Present investigation reveals that Serum LDH can be routinely measured in patients with hematological malignancies, without much concern regarding its iso-enzyme content in these patients. Increased values of serum LDH directly reflects the tumor mass in patients with NHL, ALL, AML. Etc. Hence it is suggested that serum LDH can be used as one of the important bio-marker of survival in patients with hematological malignancies. Patients of NHL, CML, ALL, AML and Multiple myeloma, who have increased serum LDH levels than others had a 90% risk of death in the first five months. Serum LDH has been shown as a simple and useful bio-marker directly associated with hematological malignancies in the blood cancer patients. Porrata et al. (2001) have also predicted survival after analogous hemopoietic stem cell transplantation in Multiple Myeloma and NHL.

We have shown that the abnormalities in total serum LDH levels have a good diagnostic significance, apart from the prognosis. Table 3 also shows that among the hematological malignancies ALL cases were highest; Hodgkin’s disease and CLL cases were lowest. But survival periods were highest for both ALL, CML cases and lowest for multiple myeloma cases. With some chronic and progressive conditions and some drugs, moderately elevated LDH levels may persist. Low and normal levels of LDH do not usually indicate a problem. Low levels of LDH are sometimes seen when a patient ingests large amounts of ascorbic acid (vitamin C).


It can be inferred from this study that disease aggressiveness correlates with serum LDH levels. Also, LDH had a sensitivity score of about 75% i.e., 160 cases out of 215 and the control samples had no significant abnormal serum LDH levels. From our results it is concluded that the serum LDH plays an important role, both in the diagnosis as well as prognosis of hematological malignancies.

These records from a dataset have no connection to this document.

//! The server core state machine (spec §4.7), grounded on `patch_subset_server_impl.h`/`.cc`.

use crate::binary_diff::BinaryDiff;
use crate::codepoint_map::{CodepointMap, CodepointMapper};
use crate::codepoint_predictor::CodepointPredictor;
use crate::codepoint_set::CodepointSet;
use crate::compressed_set::CompressedSet;
use crate::error::Result;
use crate::font_provider::FontProvider;
use crate::hasher::Hasher;
use crate::subsetter::Subsetter;
use crate::wire::{CodepointRemapping, PatchFormat, PatchRecord, ResponseType, ServerRequest, ServerResponse};

use log::warn;

/// Handles patch/rebase/reindex requests for a single collection of fonts.
///
/// Collaborators are all stateless capability objects supplied at construction (spec §9): the
/// server itself holds no mutable state beyond them.
pub struct PatchSubsetServer {
    font_provider: Box<dyn FontProvider>,
    subsetter: Box<dyn Subsetter>,
    binary_diff: Box<dyn BinaryDiff>,
    hasher: Box<dyn Hasher>,
    mapper: Option<Box<dyn CodepointMapper>>,
    predictor: Box<dyn CodepointPredictor>,
    predictor_max: usize,
}

impl PatchSubsetServer {
    pub fn new(
        font_provider: Box<dyn FontProvider>,
        subsetter: Box<dyn Subsetter>,
        binary_diff: Box<dyn BinaryDiff>,
        hasher: Box<dyn Hasher>,
        mapper: Option<Box<dyn CodepointMapper>>,
        predictor: Box<dyn CodepointPredictor>,
        predictor_max: usize,
    ) -> Self {
        PatchSubsetServer {
            font_provider,
            subsetter,
            binary_diff,
            hasher,
            mapper,
            predictor,
            predictor_max,
        }
    }

    pub fn handle(&self, font_id: &str, request: &ServerRequest) -> Result<ServerResponse> {
        let mut have = CodepointSet::empty();
        request.codepoints_have.decode(&mut have)?;
        let mut needed = CodepointSet::empty();
        request.codepoints_needed.decode(&mut needed)?;
        needed.union_with(&have);

        let font = self.font_provider.get_font(font_id)?;
        let original_fingerprint = self.hasher.hash(&font);

        let mut rebase_forced = false;
        if !have.is_empty() && original_fingerprint != request.original_fingerprint {
            warn!(
                "original fingerprint mismatch for font {font_id} ({} != {}); downgrading to rebase",
                request.original_fingerprint, original_fingerprint
            );
            have.clear();
            rebase_forced = true;
        }

        let mut map: Option<CodepointMap> = None;
        if let Some(mapper) = &self.mapper {
            let font_codepoints = self.subsetter.codepoints_in_font(&font)?;
            let computed_map = mapper.compute_mapping(&font_codepoints);

            if !have.is_empty() {
                let index_fingerprint = computed_map.fingerprint(self.hasher.as_ref());
                if index_fingerprint != request.index_fingerprint {
                    return Ok(ServerResponse {
                        response_type: ResponseType::Reindex,
                        original_fingerprint,
                        codepoint_remapping: Some(CodepointRemapping::from_map(
                            &computed_map,
                            self.hasher.as_ref(),
                        )),
                        patch: None,
                    });
                }
                have = computed_map.decode(&have)?;
                needed = computed_map.decode(&needed)?;
            }
            map = Some(computed_map);
        }

        let requested_not_had = needed.difference(&have);
        let font_codepoints = self.subsetter.codepoints_in_font(&font)?;
        let predicted = self.predictor.predict(
            &font_codepoints,
            &have,
            &requested_not_had,
            self.predictor_max,
        );
        needed.union_with(&predicted);

        let mut client_subset = self.subsetter.subset(&font, &have)?;
        let target_subset = self.subsetter.subset(&font, &needed)?;

        if !have.is_empty() && self.hasher.hash(&client_subset) != request.base_fingerprint {
            warn!("base fingerprint mismatch for font {font_id}; downgrading to rebase");
            client_subset.clear();
            have.clear();
            rebase_forced = true;
        }

        let patch_bytes = self.binary_diff.diff(&client_subset, &target_subset)?;
        let response_type = if rebase_forced || have.is_empty() {
            ResponseType::Rebase
        } else {
            ResponseType::Patch
        };

        let codepoint_remapping = if response_type == ResponseType::Rebase {
            map.as_ref()
                .map(|m| CodepointRemapping::from_map(m, self.hasher.as_ref()))
        } else {
            None
        };

        Ok(ServerResponse {
            response_type,
            original_fingerprint,
            codepoint_remapping,
            patch: Some(PatchRecord {
                format: PatchFormat::BrotliSharedDict,
                patch: patch_bytes,
                patched_fingerprint: self.hasher.hash(&target_subset),
            }),
        })
    }
}

#[cfg(test)]
mod tests {
    use super::*;
    use crate::binary_diff::{BinaryPatch, SharedBrotliDiff};
    use crate::codepoint_predictor::NoopCodepointPredictor;
    use crate::font_provider::MemoryFontProvider;
    use crate::hasher::Xxh3Hasher;
    use crate::subsetter::FakeSubsetter;

    fn codepoints(values: impl IntoIterator<Item = u32>) -> CodepointSet {
        values.into_iter().collect()
    }

    fn server_with_font(id: &str, font: Vec<u8>) -> PatchSubsetServer {
        PatchSubsetServer::new(
            Box::new(MemoryFontProvider::new().with_font(id, font)),
            Box::new(FakeSubsetter),
            Box::new(SharedBrotliDiff),
            Box::new(Xxh3Hasher),
            None,
            Box::new(NoopCodepointPredictor),
            0,
        )
    }

    #[test]
    fn fresh_request_returns_rebase() {
        let font = b"full font bytes".to_vec();
        let server = server_with_font("Roboto-Regular.ttf", font.clone());
        let hasher = Xxh3Hasher;

        let request = ServerRequest {
            original_fingerprint: 0,
            base_fingerprint: 0,
            index_fingerprint: 0,
            codepoints_have: CompressedSet::default(),
            codepoints_needed: CompressedSet::encode(&codepoints([b'a', b'b'].map(u32::from))),
            accept_format: vec![PatchFormat::BrotliSharedDict],
        };

        let response = server.handle("Roboto-Regular.ttf", &request).unwrap();
        assert_eq!(response.response_type, ResponseType::Rebase);
        assert_eq!(response.original_fingerprint, hasher.hash(&font));
        assert!(response.patch.is_some());
    }

    #[test]
    fn unknown_font_is_not_found() {
        let server = server_with_font("Roboto-Regular.ttf", b"font".to_vec());
        let request = ServerRequest {
            original_fingerprint: 0,
            base_fingerprint: 0,
            index_fingerprint: 0,
            codepoints_have: CompressedSet::default(),
            codepoints_needed: CompressedSet::encode(&codepoints([b'a' as u32])),
            accept_format: vec![PatchFormat::BrotliSharedDict],
        };

        assert!(server.handle("Missing.ttf", &request).is_err());
    }

    #[test]
    fn wrong_original_fingerprint_downgrades_to_rebase_not_error() {
        let font = b"full font bytes".to_vec();
        let server = server_with_font("Roboto-Regular.ttf", font.clone());

        // Client claims to already have codepoints under a bogus original fingerprint.
        let request = ServerRequest {
            original_fingerprint: 0xDEADBEEF,
            base_fingerprint: 0,
            index_fingerprint: 0,
            codepoints_have: CompressedSet::encode(&codepoints([b'a' as u32])),
            codepoints_needed: CompressedSet::encode(&codepoints([b'b' as u32])),
            accept_format: vec![PatchFormat::BrotliSharedDict],
        };

        let response = server.handle("Roboto-Regular.ttf", &request).unwrap();
        assert_eq!(response.response_type, ResponseType::Rebase);
    }

    #[test]
    fn wrong_base_fingerprint_downgrades_to_rebase_and_matches_fresh_request() {
        let font = b"full font bytes".to_vec();
        let server = server_with_font("Roboto-Regular.ttf", font.clone());
        let hasher = Xxh3Hasher;

        // Client claims to already have {a} under a bogus base_fingerprint, but its
        // original_fingerprint is correct.
        let request = ServerRequest {
            original_fingerprint: hasher.hash(&font),
            base_fingerprint: 0xBAD_F00D,
            index_fingerprint: 0,
            codepoints_have: CompressedSet::encode(&codepoints([b'a' as u32])),
            codepoints_needed: CompressedSet::encode(&codepoints([b'b' as u32])),
            accept_format: vec![PatchFormat::BrotliSharedDict],
        };

        let response = server.handle("Roboto-Regular.ttf", &request).unwrap();
        assert_eq!(response.response_type, ResponseType::Rebase);

        let patch_record = response.patch.unwrap();
        let patched = SharedBrotliDiff
            .patch(&[], &patch_record.patch, usize::MAX)
            .unwrap();

        let fresh_request = ServerRequest {
            original_fingerprint: 0,
            base_fingerprint: 0,
            index_fingerprint: 0,
            codepoints_have: CompressedSet::default(),
            codepoints_needed: CompressedSet::encode(&codepoints([b'a' as u32, b'b' as u32])),
            accept_format: vec![PatchFormat::BrotliSharedDict],
        };
        let fresh_response = server.handle("Roboto-Regular.ttf", &fresh_request).unwrap();
        let fresh_patch_record = fresh_response.patch.unwrap();
        let fresh_patched = SharedBrotliDiff
            .patch(&[], &fresh_patch_record.patch, usize::MAX)
            .unwrap();

        assert_eq!(patched, fresh_patched);
    }
}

We are grateful to both the hospitals (Indo-American Cancer Institute and Research Centre and Bhagwan Mahavir Medical Research Centre, Hyderabad, India.) for their cooperation and help extended to us for this study, without which it would not have been possible to carry out this work. We are also thankful to the study group for their cooperation and understanding. Our special thanks to Mr. Indel Viswakarma for providing statistical assistance to this work.